BEGIN The data

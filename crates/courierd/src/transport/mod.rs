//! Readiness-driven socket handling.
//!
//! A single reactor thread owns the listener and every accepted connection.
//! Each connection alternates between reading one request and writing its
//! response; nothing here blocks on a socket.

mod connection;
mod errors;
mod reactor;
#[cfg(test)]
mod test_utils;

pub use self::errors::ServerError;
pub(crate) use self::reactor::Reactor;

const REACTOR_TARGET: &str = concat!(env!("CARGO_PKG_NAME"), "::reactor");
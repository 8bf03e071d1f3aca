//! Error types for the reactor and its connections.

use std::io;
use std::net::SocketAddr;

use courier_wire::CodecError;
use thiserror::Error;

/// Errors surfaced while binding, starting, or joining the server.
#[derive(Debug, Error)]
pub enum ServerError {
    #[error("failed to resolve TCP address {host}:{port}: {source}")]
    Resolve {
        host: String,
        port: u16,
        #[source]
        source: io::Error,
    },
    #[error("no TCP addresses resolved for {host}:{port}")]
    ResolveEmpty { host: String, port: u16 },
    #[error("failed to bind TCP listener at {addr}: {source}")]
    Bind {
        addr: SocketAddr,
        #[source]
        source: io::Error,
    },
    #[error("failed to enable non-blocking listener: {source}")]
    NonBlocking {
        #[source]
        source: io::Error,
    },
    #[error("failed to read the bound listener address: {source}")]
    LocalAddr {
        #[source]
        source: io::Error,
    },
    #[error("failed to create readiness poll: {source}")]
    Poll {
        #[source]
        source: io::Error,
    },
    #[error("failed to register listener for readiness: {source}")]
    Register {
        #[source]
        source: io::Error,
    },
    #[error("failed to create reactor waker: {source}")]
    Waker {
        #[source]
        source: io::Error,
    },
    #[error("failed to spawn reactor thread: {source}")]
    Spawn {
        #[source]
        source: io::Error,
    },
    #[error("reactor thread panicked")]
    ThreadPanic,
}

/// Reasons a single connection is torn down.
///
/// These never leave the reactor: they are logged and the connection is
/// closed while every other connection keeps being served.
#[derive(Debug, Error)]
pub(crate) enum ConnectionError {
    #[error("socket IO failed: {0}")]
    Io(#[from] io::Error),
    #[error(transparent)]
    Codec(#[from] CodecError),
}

END The data
BEGIN The data

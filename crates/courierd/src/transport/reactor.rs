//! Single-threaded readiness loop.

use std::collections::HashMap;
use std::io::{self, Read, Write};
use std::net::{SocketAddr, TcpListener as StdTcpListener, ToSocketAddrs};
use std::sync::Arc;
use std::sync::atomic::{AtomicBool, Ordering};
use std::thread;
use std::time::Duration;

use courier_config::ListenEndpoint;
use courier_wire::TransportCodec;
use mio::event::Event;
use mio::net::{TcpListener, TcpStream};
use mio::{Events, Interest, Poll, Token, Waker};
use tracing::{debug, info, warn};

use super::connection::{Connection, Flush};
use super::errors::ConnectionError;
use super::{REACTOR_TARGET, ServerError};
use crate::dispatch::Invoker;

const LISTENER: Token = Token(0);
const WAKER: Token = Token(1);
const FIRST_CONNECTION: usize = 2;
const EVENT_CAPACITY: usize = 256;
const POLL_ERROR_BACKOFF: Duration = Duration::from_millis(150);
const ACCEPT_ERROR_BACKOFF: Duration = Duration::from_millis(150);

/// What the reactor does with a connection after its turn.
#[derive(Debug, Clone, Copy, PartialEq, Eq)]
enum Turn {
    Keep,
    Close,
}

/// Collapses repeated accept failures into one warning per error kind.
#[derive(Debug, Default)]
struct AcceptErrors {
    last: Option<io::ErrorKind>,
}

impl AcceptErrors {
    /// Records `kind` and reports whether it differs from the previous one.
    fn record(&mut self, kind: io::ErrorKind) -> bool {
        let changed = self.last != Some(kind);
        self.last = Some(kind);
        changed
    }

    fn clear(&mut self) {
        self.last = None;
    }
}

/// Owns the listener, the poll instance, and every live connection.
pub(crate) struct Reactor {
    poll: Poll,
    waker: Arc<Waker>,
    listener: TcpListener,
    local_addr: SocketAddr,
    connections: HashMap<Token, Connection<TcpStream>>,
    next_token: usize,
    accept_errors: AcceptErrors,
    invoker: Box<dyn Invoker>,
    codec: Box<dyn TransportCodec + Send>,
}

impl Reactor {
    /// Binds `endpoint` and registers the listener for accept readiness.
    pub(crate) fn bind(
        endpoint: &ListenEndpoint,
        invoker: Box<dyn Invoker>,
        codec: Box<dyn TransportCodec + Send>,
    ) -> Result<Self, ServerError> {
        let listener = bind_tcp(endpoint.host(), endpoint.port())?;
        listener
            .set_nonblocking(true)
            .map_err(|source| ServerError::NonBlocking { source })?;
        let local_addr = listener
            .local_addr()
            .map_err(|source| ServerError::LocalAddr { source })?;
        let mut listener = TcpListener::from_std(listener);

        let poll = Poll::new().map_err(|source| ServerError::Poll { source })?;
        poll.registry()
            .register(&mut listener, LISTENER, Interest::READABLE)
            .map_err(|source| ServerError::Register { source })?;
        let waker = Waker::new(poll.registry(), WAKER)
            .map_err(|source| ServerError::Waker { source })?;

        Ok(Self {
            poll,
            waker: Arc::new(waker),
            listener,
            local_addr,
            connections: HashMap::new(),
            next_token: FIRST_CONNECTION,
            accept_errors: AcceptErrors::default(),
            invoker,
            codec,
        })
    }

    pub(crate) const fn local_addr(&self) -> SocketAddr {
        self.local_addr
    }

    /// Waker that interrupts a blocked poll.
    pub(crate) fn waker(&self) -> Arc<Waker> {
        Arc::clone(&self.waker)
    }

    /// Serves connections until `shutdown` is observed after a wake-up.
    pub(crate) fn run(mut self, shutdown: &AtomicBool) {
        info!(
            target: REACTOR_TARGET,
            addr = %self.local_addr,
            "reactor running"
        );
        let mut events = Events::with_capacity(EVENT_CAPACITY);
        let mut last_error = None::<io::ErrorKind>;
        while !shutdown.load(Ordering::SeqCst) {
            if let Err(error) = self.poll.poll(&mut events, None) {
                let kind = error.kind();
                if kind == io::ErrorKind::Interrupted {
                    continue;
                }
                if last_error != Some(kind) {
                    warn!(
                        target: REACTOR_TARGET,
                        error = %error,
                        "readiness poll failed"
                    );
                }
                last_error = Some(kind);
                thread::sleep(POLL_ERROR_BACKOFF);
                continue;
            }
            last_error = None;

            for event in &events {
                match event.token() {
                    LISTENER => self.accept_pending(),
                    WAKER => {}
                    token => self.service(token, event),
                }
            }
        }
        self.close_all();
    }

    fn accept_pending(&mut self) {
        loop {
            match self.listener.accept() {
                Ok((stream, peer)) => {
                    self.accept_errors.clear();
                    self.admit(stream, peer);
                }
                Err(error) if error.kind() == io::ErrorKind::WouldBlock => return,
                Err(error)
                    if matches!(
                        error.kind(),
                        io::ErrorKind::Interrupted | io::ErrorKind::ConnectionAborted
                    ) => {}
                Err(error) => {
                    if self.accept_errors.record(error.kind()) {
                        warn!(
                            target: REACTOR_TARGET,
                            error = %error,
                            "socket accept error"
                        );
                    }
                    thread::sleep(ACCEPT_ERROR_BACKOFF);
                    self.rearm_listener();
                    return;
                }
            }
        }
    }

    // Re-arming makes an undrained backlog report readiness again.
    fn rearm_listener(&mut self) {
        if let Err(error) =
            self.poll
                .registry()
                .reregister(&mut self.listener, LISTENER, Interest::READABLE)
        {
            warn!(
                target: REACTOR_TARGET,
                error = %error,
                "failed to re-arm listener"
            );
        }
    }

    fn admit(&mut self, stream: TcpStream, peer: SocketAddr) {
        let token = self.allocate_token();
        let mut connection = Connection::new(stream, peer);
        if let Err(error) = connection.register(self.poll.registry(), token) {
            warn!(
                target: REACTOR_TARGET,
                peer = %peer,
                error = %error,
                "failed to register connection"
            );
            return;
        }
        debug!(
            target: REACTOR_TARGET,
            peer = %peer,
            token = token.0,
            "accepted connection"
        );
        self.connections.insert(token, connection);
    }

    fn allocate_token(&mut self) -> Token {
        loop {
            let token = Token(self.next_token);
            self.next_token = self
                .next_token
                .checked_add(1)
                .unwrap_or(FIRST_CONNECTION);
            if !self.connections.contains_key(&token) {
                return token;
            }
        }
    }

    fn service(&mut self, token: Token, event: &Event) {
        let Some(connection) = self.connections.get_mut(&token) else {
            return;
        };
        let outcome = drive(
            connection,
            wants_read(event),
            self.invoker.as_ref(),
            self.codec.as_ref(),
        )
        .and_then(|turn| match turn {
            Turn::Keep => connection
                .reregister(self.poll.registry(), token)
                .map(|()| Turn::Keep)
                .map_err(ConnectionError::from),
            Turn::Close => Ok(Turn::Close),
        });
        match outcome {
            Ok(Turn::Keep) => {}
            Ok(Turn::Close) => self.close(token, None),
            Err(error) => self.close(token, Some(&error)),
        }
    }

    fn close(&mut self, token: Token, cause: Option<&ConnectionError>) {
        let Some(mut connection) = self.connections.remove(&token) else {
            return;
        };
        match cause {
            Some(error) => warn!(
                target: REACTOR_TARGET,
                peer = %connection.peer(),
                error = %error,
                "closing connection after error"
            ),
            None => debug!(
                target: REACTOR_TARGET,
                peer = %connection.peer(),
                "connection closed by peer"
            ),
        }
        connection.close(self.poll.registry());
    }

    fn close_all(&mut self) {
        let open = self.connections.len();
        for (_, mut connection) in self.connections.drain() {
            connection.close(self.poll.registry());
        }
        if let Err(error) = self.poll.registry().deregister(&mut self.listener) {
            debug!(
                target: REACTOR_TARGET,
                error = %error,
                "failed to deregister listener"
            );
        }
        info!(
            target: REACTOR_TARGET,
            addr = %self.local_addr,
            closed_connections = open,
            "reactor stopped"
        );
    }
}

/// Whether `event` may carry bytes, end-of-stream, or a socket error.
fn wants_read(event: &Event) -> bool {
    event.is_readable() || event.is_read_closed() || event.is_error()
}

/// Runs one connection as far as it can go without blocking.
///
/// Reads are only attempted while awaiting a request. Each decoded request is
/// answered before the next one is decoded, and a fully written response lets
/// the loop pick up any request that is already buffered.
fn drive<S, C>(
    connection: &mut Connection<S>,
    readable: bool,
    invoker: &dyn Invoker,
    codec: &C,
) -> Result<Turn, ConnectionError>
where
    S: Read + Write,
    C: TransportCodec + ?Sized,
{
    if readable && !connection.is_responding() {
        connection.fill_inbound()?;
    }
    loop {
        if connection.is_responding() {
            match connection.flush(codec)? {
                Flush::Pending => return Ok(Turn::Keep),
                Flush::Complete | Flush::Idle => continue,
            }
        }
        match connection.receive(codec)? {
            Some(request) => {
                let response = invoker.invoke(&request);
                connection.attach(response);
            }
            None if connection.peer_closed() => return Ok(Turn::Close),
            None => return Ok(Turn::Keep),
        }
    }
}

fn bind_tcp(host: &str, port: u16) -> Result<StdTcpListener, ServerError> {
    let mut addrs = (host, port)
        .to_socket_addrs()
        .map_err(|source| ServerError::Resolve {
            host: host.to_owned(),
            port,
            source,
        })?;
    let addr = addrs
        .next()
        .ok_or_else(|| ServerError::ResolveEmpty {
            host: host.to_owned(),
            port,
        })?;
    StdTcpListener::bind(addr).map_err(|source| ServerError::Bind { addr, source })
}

END The data

The task: All that belongs in your answer is the stretch of entries above from the line with "filename crates/courierd/src/transport/mod.rs" through the line with "pub(crate) use self::reactor::Reactor;", printed exactly.

Answer to the problem:
filename crates/courierd/src/transport/mod.rs
//! Readiness-driven socket handling.
//!
//! A single reactor thread owns the listener and every accepted connection.
//! Each connection alternates between reading one request and writing its
//! response; nothing here blocks on a socket.

mod connection;
mod errors;
mod reactor;
#[cfg(test)]
mod test_utils;

pub use self::errors::ServerError;
pub(crate) use self::reactor::Reactor;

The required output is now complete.